[Stored data]
────

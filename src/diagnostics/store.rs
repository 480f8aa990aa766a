use std::collections::{BTreeMap, VecDeque};
use std::sync::Arc;
use std::sync::mpsc::Receiver;
use std::time::SystemTime;

use parking_lot::Mutex;

use crate::background::TabId;

#[derive(Clone, Copy, Debug, PartialEq, Eq)]
pub enum DiagnosticLevel {
    Warning,
    Error,
}

#[derive(Clone, Debug)]
pub struct DiagnosticEntry {
    pub timestamp: SystemTime,
    pub level: DiagnosticLevel,
    pub message: String,
    pub target: String,
    /// Tab the event concerns, from its `tab_id` field.
    pub tab_id: Option<TabId>,
    /// Product the event concerns, from its `product_id` field.
    pub product_id: Option<String>,
    pub fields: BTreeMap<String, String>,
}

/// Bounded FIFO of recent warnings and errors, shown as console diagnostics.
#[derive(Clone)]
pub struct DiagnosticsStore {
    entries: Arc<Mutex<VecDeque<DiagnosticEntry>>>,
    max_entries: usize,
}

impl DiagnosticsStore {
    pub fn new(max_entries: usize) -> Self {
        Self {
            entries: Arc::new(Mutex::new(VecDeque::with_capacity(max_entries))),
            max_entries,
        }
    }

    pub fn add_entry(&self, entry: DiagnosticEntry) {
        let mut entries = self.entries.lock();
        entries.push_back(entry);

        // FIFO eviction when exceeding max
        while entries.len() > self.max_entries {
            entries.pop_front();
        }
    }

    /// Move every entry already waiting on `receiver` into the store.
    /// Returns how many were taken.
    pub fn drain(&self, receiver: &Receiver<DiagnosticEntry>) -> usize {
        let mut taken = 0;
        for entry in receiver.try_iter() {
            self.add_entry(entry);
            taken += 1;
        }
        taken
    }

    pub fn entries(&self) -> Vec<DiagnosticEntry> {
        self.entries.lock().iter().cloned().collect()
    }

    pub fn error_count(&self) -> usize {
        self.count(DiagnosticLevel::Error)
    }

    pub fn warning_count(&self) -> usize {
        self.count(DiagnosticLevel::Warning)
    }

    fn count(&self, level: DiagnosticLevel) -> usize {
        self.entries.lock().iter().filter(|e| e.level == level).count()
    }

}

────

● **Problem statement**
Every line above in which the word "Debug" occurs is to be copied.

● **Response below**
#[derive(Clone, Copy, Debug, PartialEq, Eq)]
#[derive(Clone, Debug)]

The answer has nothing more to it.